_Your instructions_
Take each line below that has "enum" and copy it.

* * * *

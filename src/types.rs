use serde::{Deserialize, Serialize};
use serde_json::{Map, Value};
use std::collections::BTreeMap;

/// Opaque ID types for readability
pub type RoomId = String;
pub type ParticipantId = String;
pub type MessageId = String;
pub type InstanceId = String;

/// Fewest participants a game can start with
pub const MIN_PLAYERS: usize = 3;
/// Largest capacity a room can be created with
pub const MAX_PLAYERS: usize = 20;

#[derive(Debug, Clone, Copy, Serialize, Deserialize, PartialEq, Eq)]
#[serde(rename_all = "lowercase")]
pub enum Role {
    Spy,
    Civilian,
}

#[derive(Debug, Clone, Copy, Serialize, Deserialize, PartialEq, Eq)]
#[serde(rename_all = "lowercase")]
pub enum Decision {
    Vote,
    Continue,
}

/// Which side won a finished game
#[derive(Debug, Clone, Copy, Serialize, Deserialize, PartialEq, Eq)]
#[serde(rename_all = "lowercase")]
pub enum Side {
    Civilians,
    Spy,
}

impl Side {
    pub fn as_str(&self) -> &'static str {
        match self {
            Side::Civilians => "civilians",
            Side::Spy => "spy",
        }
    }
}

/// The secret thing civilians describe
#[derive(Debug, Clone, Serialize, Deserialize, PartialEq)]
pub struct Item {
    pub id: u32,
    pub name: String,
    pub query: String,
    pub image: String,
}

#[derive(Debug, Clone, Serialize, Deserialize, PartialEq)]
#[serde(rename_all = "camelCase")]
pub struct Participant {
    /// Store key of the participant record (filled in after reading)
    #[serde(skip)]
    pub id: ParticipantId,
    pub name: String,
    pub is_host: bool,
    /// Epoch milliseconds
    pub joined_at: i64,
}

#[derive(Debug, Clone, Serialize, Deserialize, PartialEq)]
#[serde(rename_all = "camelCase")]
pub struct ChatMessage {
    #[serde(skip)]
    pub id: MessageId,
    pub player_id: ParticipantId,
    pub player_name: String,
    pub message: String,
    /// Epoch milliseconds
    pub timestamp: i64,
}

/// One played game inside a room. Replaced wholesale on start and restart.
#[derive(Debug, Clone, Serialize, Deserialize, PartialEq)]
#[serde(rename_all = "camelCase")]
pub struct GameInstance {
    /// Fresh for every start/restart so observers can tell instances apart
    #[serde(default)]
    pub instance_id: InstanceId,
    pub item: Item,
    pub roles: BTreeMap<ParticipantId, Role>,
    pub turn_order: Vec<ParticipantId>,
    pub current_turn_index: usize,
    pub current_turn_player: ParticipantId,
    pub round: u32,
    #[serde(default)]
    pub decision_phase: bool,
    #[serde(default)]
    pub decisions: BTreeMap<ParticipantId, Decision>,
    #[serde(default)]
    pub voting_phase: bool,
    #[serde(default)]
    pub votes: BTreeMap<ParticipantId, ParticipantId>,
    #[serde(default)]
    pub game_over: bool,
    #[serde(default, skip_serializing_if = "Option::is_none")]
    pub winner: Option<Side>,
    #[serde(default, skip_serializing_if = "Option::is_none")]
    pub voted_out_player: Option<ParticipantId>,
    #[serde(default, skip_serializing_if = "Option::is_none")]
    pub spy_id: Option<ParticipantId>,
}

impl GameInstance {
    /// The participant holding the spy role
    pub fn spy(&self) -> Option<&ParticipantId> {
        self.roles
            .iter()
            .find(|(_, role)| **role == Role::Spy)
            .map(|(id, _)| id)
    }

    pub fn role_of(&self, id: &str) -> Option<Role> {
        self.roles.get(id).copied()
    }

    /// Describing phase: neither deciding, voting, nor finished
    pub fn in_turn_phase(&self) -> bool {
        !self.decision_phase && !self.voting_phase && !self.game_over
    }
}

#[derive(Debug, Clone, Serialize, Deserialize, PartialEq)]
#[serde(rename_all = "camelCase")]
pub struct Room {
    /// Document key (filled in after reading)
    #[serde(skip)]
    pub room_id: RoomId,
    pub room_name: String,
    pub max_players: usize,
    /// Epoch milliseconds
    pub created_at: i64,
    #[serde(default)]
    pub game_started: bool,
    #[serde(default)]
    pub players: BTreeMap<ParticipantId, Participant>,
    #[serde(default, skip_serializing_if = "Option::is_none")]
    pub game: Option<GameInstance>,
    #[serde(default, skip_serializing_if = "BTreeMap::is_empty")]
    pub chat: BTreeMap<MessageId, ChatMessage>,
}

impl Room {
    /// Decode a room document, filling in the keys the document itself omits
    pub fn from_value(room_id: &str, value: Value) -> Result<Self, serde_json::Error> {
        let mut room: Room = serde_json::from_value(value)?;
        room.room_id = room_id.to_string();
        for (id, player) in room.players.iter_mut() {
            player.id = id.clone();
        }
        for (id, msg) in room.chat.iter_mut() {
            msg.id = id.clone();
        }
        Ok(room)
    }

    /// Participants in join order
    pub fn roster(&self) -> Vec<&Participant> {
        let mut roster: Vec<&Participant> = self.players.values().collect();
        roster.sort_by(|a, b| a.joined_at.cmp(&b.joined_at).then_with(|| a.id.cmp(&b.id)));
        roster
    }

    /// Participant ids in join order
    pub fn player_ids(&self) -> Vec<ParticipantId> {
        self.roster().into_iter().map(|p| p.id.clone()).collect()
    }

    pub fn is_member(&self, id: &str) -> bool {
        self.players.contains_key(id)
    }

    pub fn host(&self) -> Option<&Participant> {
        self.players.values().find(|p| p.is_host)
    }

    pub fn is_full(&self) -> bool {
        self.players.len() >= self.max_players
    }

    /// Chat messages in display order
    pub fn chat_log(&self) -> Vec<&ChatMessage> {
        let mut log: Vec<&ChatMessage> = self.chat.values().collect();
        log.sort_by(|a, b| a.timestamp.cmp(&b.timestamp).then_with(|| a.id.cmp(&b.id)));
        log
    }
}

/// A set of named field updates for one store path.
///
/// Transition functions return these instead of mutating anything, so the same
/// patch can be written to the store or applied locally.
#[derive(Debug, Clone, Default, PartialEq)]
pub struct GamePatch {
    fields: Map<String, Value>,
}

impl GamePatch {
    pub fn new() -> Self {
        Self::default()
    }

    pub fn set(mut self, key: &str, value: impl Into<Value>) -> Self {
        self.fields.insert(key.to_string(), value.into());
        self
    }

    /// Replace a map-valued field with an empty map
    pub fn clear(self, key: &str) -> Self {
        self.set(key, Value::Object(Map::new()))
    }

    pub fn get(&self, key: &str) -> Option<&Value> {
        self.fields.get(key)
    }

    pub fn into_fields(self) -> Map<String, Value> {
        self.fields
    }

    /// The game as it looks once this patch has been merged in
    pub fn apply_to(&self, game: &GameInstance) -> Result<GameInstance, serde_json::Error> {
        let mut value = serde_json::to_value(game)?;
        if let Value::Object(map) = &mut value {
            for (key, field) in &self.fields {
                if field.is_null() {
                    map.remove(key);
                } else {
                    map.insert(key.clone(), field.clone());
                }
            }
        }
        serde_json::from_value(value)
    }
}

impl From<Side> for Value {
    fn from(side: Side) -> Self {
        Value::String(side.as_str().to_string())
    }
}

* * * *

_Task result_
pub enum Role {
pub enum Decision {
pub enum Side {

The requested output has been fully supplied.